* **WHAT THE EXERCISE ASKS**
Among the entries below, find the lines holding "ThresholdSpec" and copy them.

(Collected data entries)

----

//! Calibration tunables and their JSON form.

use std::fs;
use std::path::Path;
use std::time::Duration;

use serde::{Deserialize, Serialize};

use crate::feeder::{select_feeders, Feeder};

#[derive(thiserror::Error, Debug)]
pub enum ParamsIoError {
    #[error(transparent)]
    Io(#[from] std::io::Error),
    #[error(transparent)]
    Json(#[from] serde_json::Error),
}

/// Part used to locate slot fiducials when the params name none.
pub const DEFAULT_REFERENCE_PART: &str = "Fiducial-1mm";

#[derive(Clone, Debug, PartialEq, Serialize, Deserialize)]
#[serde(default)]
pub struct CalibrationParams {
    /// Pause after moving the camera, before capturing.
    pub camera_settle_ms: u64,
    /// Extra pause after a hardware exposure override.
    pub exposure_settle_ms: u64,
    /// Motion speed as a fraction of the machine maximum.
    pub move_speed: f64,
    /// Part id or name handed to the fiducial locator.
    pub reference_part: String,
    /// Only feeders whose name contains this are selected.
    #[serde(skip_serializing_if = "Option::is_none")]
    pub feeder_filter: Option<String>,
}

impl Default for CalibrationParams {
    fn default() -> Self {
        Self {
            camera_settle_ms: 500,
            exposure_settle_ms: 200,
            move_speed: 1.0,
            reference_part: DEFAULT_REFERENCE_PART.to_owned(),
            feeder_filter: None,
        }
    }
}

impl CalibrationParams {
    /// Defaults with every settle delay removed, for simulated hardware.
    pub fn without_delays() -> Self {
        Self {
            camera_settle_ms: 0,
            exposure_settle_ms: 0,
            ..Self::default()
        }
    }

    pub fn camera_settle(&self) -> Duration {
        Duration::from_millis(self.camera_settle_ms)
    }

    pub fn exposure_settle(&self) -> Duration {
        Duration::from_millis(self.exposure_settle_ms)
    }

    /// Enabled feeders matching [`Self::feeder_filter`].
    pub fn select(&self, feeders: &[Feeder]) -> Vec<Feeder> {
        select_feeders(feeders, self.feeder_filter.as_deref())
    }

    /// Load params from a JSON file; missing fields take their defaults.
    pub fn load_json(path: impl AsRef<Path>) -> Result<Self, ParamsIoError> {
        let raw = fs::read_to_string(path)?;
        Ok(serde_json::from_str(&raw)?)
    }

    /// Write params as pretty JSON.
    pub fn write_json(&self, path: impl AsRef<Path>) -> Result<(), ParamsIoError> {
        let json = serde_json::to_string_pretty(self)?;
        fs::write(path, json)?;
        Ok(())
    }
}
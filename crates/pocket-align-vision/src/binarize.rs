//! Grayscale smoothing and global thresholding.

use image::{GrayImage, ImageBuffer, Luma};
use pocket_align_core::ThresholdSpec;

/// Gaussian sigma for an odd kernel size, matching the usual
/// `0.3 * ((k - 1) * 0.5 - 1) + 0.8` rule for "sigma from kernel".
pub fn sigma_for_kernel(kernel: u32) -> f32 {
    0.3 * ((kernel as f32 - 1.0) * 0.5 - 1.0) + 0.8
}

/// Blur a gray image with a Gaussian of the given odd kernel size.
///
/// Kernels of size `<= 1` return the input unchanged.
pub fn blur_gray(img: &GrayImage, kernel: u32) -> GrayImage {
    if kernel <= 1 {
        return img.clone();
    }
    let sigma = sigma_for_kernel(kernel);
    let (w, h) = img.dimensions();
    let mut f = ImageBuffer::<Luma<f32>, Vec<f32>>::new(w, h);
    for (dst, src) in f.pixels_mut().zip(img.pixels()) {
        dst.0[0] = src.0[0] as f32 / 255.0;
    }
    let blurred = imageproc::filter::gaussian_blur_f32(&f, sigma);
    let mut out = GrayImage::new(w, h);
    for (dst, src) in out.pixels_mut().zip(blurred.pixels()) {
        dst.0[0] = (src.0[0].clamp(0.0, 1.0) * 255.0).round() as u8;
    }
    out
}

/// Global threshold.
///
/// Binary: `p > low -> high`, else `0`. Inverted: `p > low -> 0`, else `high`.
pub fn threshold(img: &GrayImage, spec: &ThresholdSpec) -> GrayImage {
    let (on, off) = if spec.invert {
        (0u8, spec.high)
    } else {
        (spec.high, 0u8)
    };
    let mut out = img.clone();
    for px in out.pixels_mut() {
        px.0[0] = if px.0[0] > spec.low { on } else { off };
    }
    out
}
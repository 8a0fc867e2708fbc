//! Capability traits the calibrators drive.
//!
//! The machine owns its hardware; calibrators only ever borrow it through
//! these traits, so a simulated machine can stand in for tests.

use std::sync::{Arc, Mutex, MutexGuard, PoisonError};

use image::RgbImage;
use nalgebra::Vector2;
use pocket_align_core::Location;
use serde::{Deserialize, Serialize};

use crate::error::{ConfigError, HardwareError, LocateError};

/// Body outline the fiducial locator matches against.
#[derive(Clone, Copy, Debug, PartialEq, Serialize, Deserialize)]
pub struct Footprint {
    pub body_width: f64,
    pub body_height: f64,
}

/// Component definition from the machine's part library.
#[derive(Clone, Debug, PartialEq, Serialize, Deserialize)]
pub struct Part {
    pub id: String,
    pub name: String,
    #[serde(default, skip_serializing_if = "Option::is_none")]
    pub footprint: Option<Footprint>,
}

impl Part {
    pub fn new(id: impl Into<String>, name: impl Into<String>) -> Self {
        Self {
            id: id.into(),
            name: name.into(),
            footprint: None,
        }
    }

    pub fn with_footprint(mut self, footprint: Footprint) -> Self {
        self.footprint = Some(footprint);
        self
    }
}

pub trait Motion {
    /// Raise the head to its safe travel height.
    fn move_to_safe(&mut self) -> Result<(), HardwareError>;

    /// Move to `location` at `speed` (fraction of the machine maximum).
    fn move_to(&mut self, location: &Location, speed: f64) -> Result<(), HardwareError>;
}

/// Hardware exposure property of a camera.
pub trait ExposureControl {
    fn value(&self) -> Result<i32, HardwareError>;
    fn set_value(&mut self, value: i32) -> Result<(), HardwareError>;
    fn is_auto(&self) -> Result<bool, HardwareError>;
    fn set_auto(&mut self, auto: bool) -> Result<(), HardwareError>;
}

/// Exposure handle shared between a camera and the guards that override it.
pub type SharedExposure = Arc<Mutex<dyn ExposureControl + Send>>;

/// Lock an exposure handle, recovering from a poisoned lock.
///
/// A guard dropped during a panic must still be able to restore state.
pub fn lock_exposure(handle: &SharedExposure) -> MutexGuard<'_, dyn ExposureControl + Send + 'static> {
    handle.lock().unwrap_or_else(PoisonError::into_inner)
}

pub trait Camera: Motion {
    fn capture(&mut self) -> Result<RgbImage, HardwareError>;

    /// Millimetres per pixel along image X and Y.
    fn units_per_pixel(&self) -> Vector2<f64>;

    /// Current camera position in machine coordinates.
    fn location(&self) -> Location;

    /// `None` when the device exposes no exposure property.
    fn exposure(&self) -> Option<SharedExposure>;
}

pub trait FiducialLocator {
    /// Search for `part` around `nominal`. `Ok(None)` is a clean miss.
    fn locate(&mut self, nominal: &Location, part: &Part) -> Result<Option<Location>, LocateError>;
}

/// The machine as seen by the calibrators.
pub trait Machine {
    fn camera(&mut self) -> Option<&mut dyn Camera>;

    fn fiducial_locator(&mut self) -> Option<&mut dyn FiducialLocator>;

    /// Part lookup by id.
    fn part(&self, id: &str) -> Option<Part>;

    fn parts(&self) -> Vec<Part>;

    fn add_part(&mut self, part: Part);

    /// Persist feeder and part configuration.
    fn save_config(&mut self) -> Result<(), ConfigError>;

    /// Part lookup by id, then by display name.
    fn find_part(&self, key: &str) -> Option<Part> {
        self.part(key)
            .or_else(|| self.parts().into_iter().find(|p| p.name == key))
    }
}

----

* **EXERCISE ANSWER**
use pocket_align_core::ThresholdSpec;
pub fn threshold(img: &GrayImage, spec: &ThresholdSpec) -> GrayImage {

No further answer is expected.